I Picenti (lat. Picentes), popolo italico del gruppo osco-umbro, abitarono il P. settentrionale. Secondo la tradizione antica erano di origine sabina; il loro nome veniva fatto derivare da picus «picchio», l’uccello sacro a Marte che avrebbe guidato la loro migrazione (ver sacrum) al Piceno. Già alleati dei Romani dal 3° sec. a.C., furono poi sottomessi nel 268 a.C. Una parte della popolazione (chiamata, in Livio e altre fonti, Picentini) fu deportata in Campania, dove fu fondata la colonia romana di Picentia. La regione del P., molto fertile, fu assegnata a coloni romani in base alla legge Flaminia de agro Piceno et Gallico dividundo nel 232 a.C., eccettuati i territori delle città alleate di Ancona e di Ascoli e delle colonie di Sena (Senigallia), Fermo, Adria e Castrum Novum. Nel 91 a.C. scoppiò ad Ascoli la guerra sociale: la città fu presa da Pompeo Strabone nell’89 a.C. A Cupra Maritima i Picenti avevano un santuario dedicato alla dea madre Cupra, etimologicamente corrispondente alla latina Bona Dea.

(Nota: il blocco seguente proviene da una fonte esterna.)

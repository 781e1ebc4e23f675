//! REST route-template handler.
//!
//! Handles REST-style URLs like `/v1.2/users/42/details`: an API version
//! segment, a controller segment, an optional letters-only action segment
//! and an optional numeric object-id segment. Paths are matched against an
//! ordered table of route templates compiled to anchored regexes; the
//! first template that matches the full path wins, with no backtracking
//! across templates.
//!
//! The handler composes the MVC segment matcher as an internal helper for
//! backward-compatible positional parameter extraction, and always forces
//! a JSON-capable encoder.

use once_cell::sync::Lazy;
use regex::Regex;
use serde_json::Value;
use tracing::debug;

use super::{mvc, strip_base_path, Invoker, RouteHandler};
use crate::encoder::JsonEncoder;
use crate::errors::RouteError;
use crate::plugin::Plugin;
use crate::registry::ServiceRegistry;
use crate::request::{ActionArgs, RawRequest, RouteRequest};
use crate::response::RouteOutcome;

/// The named-parameter key under which the extracted API version is passed
/// to the invoked action.
pub const KEY_API_VERSION: &str = "apiVersion";

/// What a matched route template resolves.
#[derive(Debug, Clone, Copy, PartialEq, Eq)]
pub enum RouteKind {
    /// `/v{version}/{controller}`
    Controller,
    /// `/v{version}/{controller}/{action}`
    ControllerAction,
    /// `/v{version}/{controller}/{objectId}`
    ControllerId,
    /// `/v{version}/{controller}/{action}/{objectId}` (either order)
    ControllerActionId,
}

impl RouteKind {
    /// True if this kind carries a numeric object id.
    #[must_use]
    pub fn has_id(self) -> bool {
        matches!(self, RouteKind::ControllerId | RouteKind::ControllerActionId)
    }
}

/// The default route-template table, tried in declared order.
///
/// The version segment accepts dotted numerics (`1`, `1.2`), the
/// controller segment must start with a letter (so two numeric segments
/// never match), the action segment is constrained to letters and the
/// object-id segment to digits.
const DEFAULT_ROUTES: &[(&str, RouteKind)] = &[
    ("/v{version}/{controller}", RouteKind::Controller),
    ("/v{version}/{controller}/", RouteKind::Controller),
    (
        "/v{version}/{controller}/{action:[a-zA-Z]+}",
        RouteKind::ControllerAction,
    ),
    (
        "/v{version}/{controller}/{action:[a-zA-Z]+}/",
        RouteKind::ControllerAction,
    ),
    (
        "/v{version}/{controller}/{objectId:[0-9]+}",
        RouteKind::ControllerId,
    ),
    (
        "/v{version}/{controller}/{objectId:[0-9]+}/",
        RouteKind::ControllerId,
    ),
    (
        "/v{version}/{controller}/{action:[a-zA-Z]+}/{objectId:[0-9]+}",
        RouteKind::ControllerActionId,
    ),
    (
        "/v{version}/{controller}/{action:[a-zA-Z]+}/{objectId:[0-9]+}/",
        RouteKind::ControllerActionId,
    ),
    (
        "/v{version}/{controller}/{objectId:[0-9]+}/{action:[a-zA-Z]+}",
        RouteKind::ControllerActionId,
    ),
    (
        "/v{version}/{controller}/{objectId:[0-9]+}/{action:[a-zA-Z]+}/",
        RouteKind::ControllerActionId,
    ),
];

/// Character class for the `{version}` placeholder: dotted numerics.
const VERSION_CLASS: &str = r"[0-9]+(?:\.[0-9]+)?";
/// Character class for the `{controller}` placeholder: must start with a
/// letter, so a bare numeric segment never matches as a controller.
const CONTROLLER_CLASS: &str = r"[a-zA-Z][a-zA-Z0-9_]*";

static PLACEHOLDER: Lazy<Regex> = Lazy::new(|| {
    Regex::new(r"\{(\w+)(?::([^}]+))?\}").expect("placeholder pattern compiles")
});

/// Compile a route template (`/v{version}/{controller}/{objectId:[0-9]+}`)
/// into an anchored regex with named capture groups.
pub(crate) fn compile_template(template: &str) -> Result<Regex, RouteError> {
    let mut pattern = String::with_capacity(template.len() + 8);
    pattern.push('^');
    let mut last = 0;
    for caps in PLACEHOLDER.captures_iter(template) {
        let whole = caps.get(0).expect("capture 0 always present");
        pattern.push_str(&regex::escape(&template[last..whole.start()]));
        let name = &caps[1];
        let class = match caps.get(2) {
            Some(class) => class.as_str(),
            None => match name {
                "version" => VERSION_CLASS,
                "controller" => CONTROLLER_CLASS,
                _ => "[^/]+",
            },
        };
        pattern.push_str("(?P<");
        pattern.push_str(name);
        pattern.push('>');
        pattern.push_str(class);
        pattern.push(')');
        last = whole.end();
    }
    pattern.push_str(&regex::escape(&template[last..]));
    pattern.push('$');
    Regex::new(&pattern)
        .map_err(|e| RouteError::Configuration(format!("invalid route template '{}': {}", template, e)))
}

/// Handles REST requests against an ordered route-template table.
pub struct RestHandler {
    invoker: Invoker,
    base_path: String,
    controller_suffix: String,
    routes: Vec<(Regex, RouteKind)>,
}

impl RestHandler {
    /// Build a REST handler with the default route table and a forced
    /// JSON encoder.
    pub fn new(registry: ServiceRegistry, plugins: Vec<Box<dyn Plugin>>) -> Self {
        let mut invoker = Invoker::new(registry, plugins);
        invoker.set_encoder(Box::new(JsonEncoder));
        let routes = DEFAULT_ROUTES
            .iter()
            .map(|(template, kind)| {
                let regex = compile_template(template).expect("default route table compiles");
                (regex, *kind)
            })
            .collect();
        Self {
            invoker,
            base_path: "/".to_string(),
            controller_suffix: String::new(),
            routes,
        }
    }

    /// Set the base-path prefix stripped before matching.
    #[must_use]
    pub fn with_base_path(mut self, base_path: impl Into<String>) -> Self {
        self.base_path = base_path.into();
        self
    }

    /// Set the suffix appended to normalized controller keys.
    #[must_use]
    pub fn with_controller_suffix(mut self, suffix: impl Into<String>) -> Self {
        self.controller_suffix = suffix.into();
        self
    }

    /// Replace the route table with a custom ordered template list.
    pub fn with_routes(mut self, routes: &[(&str, RouteKind)]) -> Result<Self, RouteError> {
        let mut compiled = Vec::with_capacity(routes.len());
        for (template, kind) in routes {
            compiled.push((compile_template(template)?, *kind));
        }
        self.routes = compiled;
        Ok(self)
    }

    /// The handler's invocation engine (registry access, claimed request).
    pub fn invoker_mut(&mut self) -> &mut Invoker {
        &mut self.invoker
    }
}

impl RouteHandler for RestHandler {
    fn is_appropriate(&mut self, request: &RawRequest) -> bool {
        let RawRequest::Http(http) = request else {
            return false;
        };

        let path = strip_base_path(&http.path, &self.base_path);
        // MVC segment matching first, for backward-compatible positional
        // parameter extraction.
        let segments = mvc::segment_route(path);

        let matched = self
            .routes
            .iter()
            .find_map(|(regex, kind)| regex.captures(path).map(|caps| (caps, *kind)));
        let Some((caps, kind)) = matched else {
            debug!(path = %http.path, "no REST route template matched");
            return false;
        };

        let version = caps
            .name("version")
            .map(|m| m.as_str().to_string())
            .unwrap_or_default();
        let controller_segment = caps
            .name("controller")
            .map(|m| m.as_str())
            .unwrap_or(mvc::DEFAULT_ROUTE_NAME);
        let action_segment = caps
            .name("action")
            .map(|m| m.as_str())
            .unwrap_or(mvc::DEFAULT_ROUTE_NAME);
        let controller = mvc::normalize_controller(controller_segment, &self.controller_suffix);
        let action = mvc::normalize_action(action_segment, "");

        let mut args = ActionArgs::new();
        if kind.has_id() {
            // The template's [0-9]+ class guarantees a parseable id.
            let Some(id) = caps.name("objectId").and_then(|m| m.as_str().parse::<i64>().ok())
            else {
                return false;
            };
            args.push(Value::from(id));
        } else {
            for param in segments.params {
                args.push(Value::from(param));
            }
        }
        // The API version rides along as a named parameter, after any id.
        args.push_named(KEY_API_VERSION, Value::String(version.clone()));

        debug!(
            path = %http.path,
            controller = %controller,
            action = %action,
            version = %version,
            kind = ?kind,
            "REST route matched"
        );
        self.invoker.claim(RouteRequest::new(
            controller,
            action,
            Some(http.method.clone()),
            args,
        ));
        true
    }

    fn perform_route(&mut self) -> Result<RouteOutcome, RouteError> {
        self.invoker.perform()
    }
}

La cultura picena, fiorita tra gli inizi dell’età del Ferro e la conquista romana, è nota dagli scavi delle necropoli. Sin dalle fasi più antiche (Piceno I e II: 9°-8° sec. a.C.) il rito funerario predominante è quello dell’inumazione; fa eccezione la necropoli di Fermo, con sepolture a incinerazione e materiali tipici della cultura villanoviana. Nel periodo orientalizzante (Piceno III: 700-580 a.C. ca.) i ricchi corredi delle sepolture principesche (a Fabriano, Pitino di San Severino Marche, Tolentino) rivelano rapporti con il mondo etrusco e transadriatico (bronzi, ceramiche). Questa fase di prosperità continua, con un maggiore livellamento nella distribuzione della ricchezza, nel Piceno IV a (580-525 a.C.): tra i materiali, armi, ornamenti personali, vasellame metallico; tipica la scultura in pietra di grandi dimensioni. A partire dal Piceno IV b (525-475 a.C.) hanno avvio, sulla scia dei traffici instaurati dai Greci con gli empori dell’Alto Adriatico (Adria, Spina), le importazioni di ceramica attica, che perdurano nel Piceno V (475-400 a. C.), epoca in cui si colgono i primi segni di recessione. L’invasione dei Galli Senoni e poi la conquista romana determinano l’esaurirsi della cultura (Piceno VI).